Jensen, who reviews every police use-of-force incident in Logan, says he sees officers making good decisions all the time as well as "active bystandership," meaning officers are helping each other keep their emotions in check. He recalled a recent incident in which an officer with just one year of experience intervened with a veteran officer after a suspect was already in custody during what the chief described as a "very emotional call."
"He needed to get that officer to bring his emotion back down to where he felt it should be. So he literally went over and kind of tapped his partner on the shoulder and said, 'Hey, go take a breath for a second. I got this.' That's exactly what this training is about, is keeping us healthy," the chief said.
Jensen said there was even one time in his career when an officer tapped him on the shoulder and had him step back.
"I appreciated and still appreciate it," he said. "I was able to check back and come down a little bit and meet the situation in a better fashion. It was good."
Officers are often able to set the tone of a call. "If we're emotional beyond reason, then the incident rises to our level," Jensen said, adding that if an officer can manage his or her emotions, then the situation is more likely to remain stable.
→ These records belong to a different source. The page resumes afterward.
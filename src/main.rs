use clap::Parser;
use geourl::location::{AxisOrder, Normalizer};
use geourl::providers::{self, Conversion};
use std::process::ExitCode;

/// Translate a geolocation into links for other map services.
///
/// Accepts decimal degrees, degrees/minutes/seconds with hemisphere letters,
/// and map URLs from the supported providers.
///
/// Examples:
///   geourl "27.175015,78.042155"
///   geourl "30°34′15″N 104°3′38″E"
///   geourl "https://www.google.com/maps/@45.876349,9.655686,10z"
///   geourl --provider openstreetmap --provider bing "49.440603,11.004759"
///   geourl --lon-lat "18.0686 59.3293"
///   geourl --json -- "-33.8688,151.2093"
///   geourl --serve --port 8080
#[derive(Parser)]
#[command(name = "geourl", version, about, long_about = None)]
struct Cli {
    /// Location strings or map URLs, one per argument. Put inputs starting
    /// with `-` after `--`.
    #[arg(value_name = "GEO", required_unless_present_any = ["serve", "list_providers"])]
    geo: Vec<String>,

    /// Emit JSON instead of plain lines.
    #[arg(long)]
    json: bool,

    /// Only render these providers (repeatable). See --list-providers.
    #[arg(long = "provider", short = 'p', value_name = "NAME")]
    providers: Vec<String>,

    /// Read bare decimal pairs as longitude first.
    #[arg(long)]
    lon_lat: bool,

    /// Print the supported providers and exit.
    #[arg(long)]
    list_providers: bool,

    /// Serve the HTTP API instead of converting arguments.
    #[arg(long)]
    serve: bool,

    /// Bind address for --serve.
    #[arg(long, default_value = "127.0.0.1")]
    host: String,

    /// Port for --serve.
    #[arg(long, default_value_t = 3030)]
    port: u16,

    /// More log output on stderr (-v info, -vv debug). RUST_LOG overrides.
    #[arg(long, short = 'v', action = clap::ArgAction::Count)]
    verbose: u8,
}

fn main() -> ExitCode {
    let cli = Cli::parse();

    let level = match cli.verbose {
        0 => "warn",
        1 => "info",
        _ => "debug",
    };
    env_logger::Builder::from_env(env_logger::Env::default().default_filter_or(level)).init();

    let order = if cli.lon_lat { AxisOrder::LonLat } else { AxisOrder::LatLon };
    let normalizer = Normalizer::with_axis_order(order);

    if cli.list_providers {
        for p in providers::all() {
            println!("{:<14} {}", p.name, p.label);
        }
        return ExitCode::SUCCESS;
    }

    if cli.serve {
        return serve(&cli.host, cli.port, normalizer);
    }

    // Reject a bad --provider before converting anything.
    for name in &cli.providers {
        if let Err(e) = providers::find(name) {
            eprintln!("Error: {}", e);
            return ExitCode::from(2);
        }
    }

    let mut failed = false;
    for geo in &cli.geo {
        let conversion = normalizer
            .normalize(geo)
            .and_then(|r| Conversion::new(&r, &cli.providers));
        match conversion {
            Ok(conv) => print_conversion(&conv, cli.json),
            Err(e) => {
                eprintln!("Error: {}", e);
                failed = true;
            }
        }
    }

    if failed {
        ExitCode::FAILURE
    } else {
        ExitCode::SUCCESS
    }
}

fn print_conversion(conv: &Conversion, json: bool) {
    if json {
        match serde_json::to_string_pretty(conv) {
            Ok(s) => println!("{}", s),
            Err(e) => eprintln!("Error: {}", e),
        }
        return;
    }
    println!("{}", conv.canonical);
    for u in &conv.urls {
        println!("{}", u.url);
    }
}

fn serve(host: &str, port: u16, normalizer: Normalizer) -> ExitCode {
    let runtime = match tokio::runtime::Runtime::new() {
        Ok(rt) => rt,
        Err(e) => {
            eprintln!("Error: Cannot start runtime: {}", e);
            return ExitCode::FAILURE;
        }
    };
    match runtime.block_on(geourl::server::start(host, port, normalizer)) {
        Ok(()) => ExitCode::SUCCESS,
        Err(e) => {
            eprintln!("Error: Cannot serve on {}:{}: {}", host, port, e);
            ExitCode::FAILURE
        }
    }
}
use approx::assert_abs_diff_eq;
use geourl::location::{AxisOrder, Coordinate, GeoError, MatchMethod, Normalizer};
use geourl::providers;

fn parse(input: &str) -> Coordinate {
    Normalizer::new()
        .normalize(input)
        .unwrap_or_else(|e| panic!("{}: {}", input, e))
        .coordinate
}

#[test]
fn test_same_place_every_notation() {
    // San Francisco airport, written every way we understand.
    let inputs = [
        "37.618889, -122.375",
        "37° 37′ 8″ N, 122° 22′ 30″ W",
        "37_37_08_N_122_22_30_W",
        "N 37 37 8 W 122 22 30",
        "37 37.13333 N 122 22.5 W",
        "37.618889 N 122.375 W",
        "https://www.openstreetmap.org/#map=14/37.618889/-122.375",
        "https://www.strava.com/heatmap#13/-122.375/37.618889/hot/all",
        "http://wikimapia.org/#lang=en&lat=37.618889&lon=-122.375&z=10&m=b",
        "geo:37.618889,-122.375",
        "https://example.net/viewer?lat=37.618889&lon=-122.375",
    ];
    let expected = Coordinate::new(37.618889, -122.375).unwrap();
    for input in inputs {
        let c = parse(input);
        assert!(c.approx_eq(&expected, 1e-4), "{} -> {}", input, c);
    }
}

#[test]
fn test_readme_examples() {
    let c = parse("27.175015,78.042155");
    assert_eq!((c.lat, c.lon), (27.175015, 78.042155));

    let c = parse("30°34′15″N 104°3′38″E");
    assert_abs_diff_eq!(c.lat, 30.5708, epsilon = 1e-4);
    assert_abs_diff_eq!(c.lon, 104.0606, epsilon = 1e-4);

    let c = parse("https://www.google.com/maps/@45.876349,9.655686,10z");
    assert_eq!((c.lat, c.lon, c.zoom), (45.876349, 9.655686, Some(10)));
}

#[test]
fn test_sample_inputs() {
    let cases: &[(&str, f64, f64)] = &[
        ("48°53'56\"N 12°39'25\"E", 48.898889, 12.656944),
        (
            "39 deg 13 min 26.686 sec north latitude, 98 deg 32 min 30.506 sec west longitude",
            39.224080,
            -98.541807,
        ),
        ("49.440603,11.004759", 49.440603, 11.004759),
        ("37 deg 48' 12.18\" N 122 deg 10' 35.20\" W", 37.80338, -122.176444),
        ("36° 16' 37.3764\" N, 139° 22' 30.5364\" E", 36.277049, 139.375149),
        ("N 37 ° 29 ' 49 '', W 122 ° 14 ' 25 ''", 37.496944, -122.240278),
        (
            "http://hikebikemap.de/?zoom=12&lat=50.95942&lon=14.1342&layers=B0000FFFFF",
            50.95942,
            14.1342,
        ),
        (
            "https://www.google.com/maps/place/Brembana+Service+S.R.L./@45.876349,9.655686,487m/",
            45.876349,
            9.655686,
        ),
        (
            "http://labs.strava.com/heatmap/#15/-122.30854/37.50493/gray/both",
            37.50493,
            -122.30854,
        ),
    ];
    for (input, lat, lon) in cases {
        let c = parse(input);
        assert_abs_diff_eq!(c.lat, *lat, epsilon = 1e-5);
        assert_abs_diff_eq!(c.lon, *lon, epsilon = 1e-5);
    }
}

#[test]
fn test_provider_round_trip() {
    let normalizer = Normalizer::new();
    for original in ["-33.8688,151.2093", "64.1466 N 21.9426 W", "0.5,-0.25"] {
        let first = normalizer.normalize(original).unwrap().coordinate;
        for rendered in providers::render_all(&first) {
            let back = normalizer.normalize(&rendered.url).unwrap();
            assert_eq!(back.method, MatchMethod::Provider(rendered.provider));
            assert!(
                back.coordinate.approx_eq(&first, 1e-7),
                "{} -> {}",
                rendered.url,
                back.coordinate
            );
        }
    }
}

#[test]
fn test_dms_round_trip() {
    let c = parse("-22.951916,-43.210487");
    let again = parse(&c.to_dms());
    // DMS keeps a tenth of an arc-second.
    assert!(again.approx_eq(&c, 0.1 / 3600.0), "{} vs {}", again, c);
}

#[test]
fn test_canonical_round_trip() {
    let c = parse("36° 16' 37.3764\" N, 139° 22' 30.5364\" E");
    let again = parse(&c.to_string());
    assert!(again.approx_eq(&c, 1e-7));
}

#[test]
fn test_lon_lat_flag() {
    let r = Normalizer::with_axis_order(AxisOrder::LonLat)
        .normalize("139.375149 36.277049")
        .unwrap();
    assert_abs_diff_eq!(r.coordinate.lat, 36.277049);
    assert_abs_diff_eq!(r.coordinate.lon, 139.375149);
}

#[test]
fn test_errors() {
    let n = Normalizer::new();
    assert_eq!(n.normalize("").unwrap_err(), GeoError::Empty);
    assert!(matches!(n.normalize("1 2 3 4 5 6 7"), Err(GeoError::Unrecognized(_))));
    assert!(matches!(n.normalize("100.5, 200.5"), Err(GeoError::Unrecognized(_))));
}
That isn't always easy, the chief admitted. Law enforcers are human and will have moments when emotions are elevated. But he said that's why training like this is important, because officers are also held to a higher standard in the public eye.
"There is an absolutism in law enforcement. We are expected always to be 100%, no error. No error. That's tough. We're human. There are times we get emotional. There are times we feel like, perhaps, we're under attack. But the public has no tolerance for error," he said. "Yes, you can tap the chief on the shoulder and say, 'Hey Chief, I got this,' and hope there won't be repercussions. I believe we have that culture in Logan."
According to the Utah Local Governments Trust, Utah is one of the first states in the nation to offer the training statewide.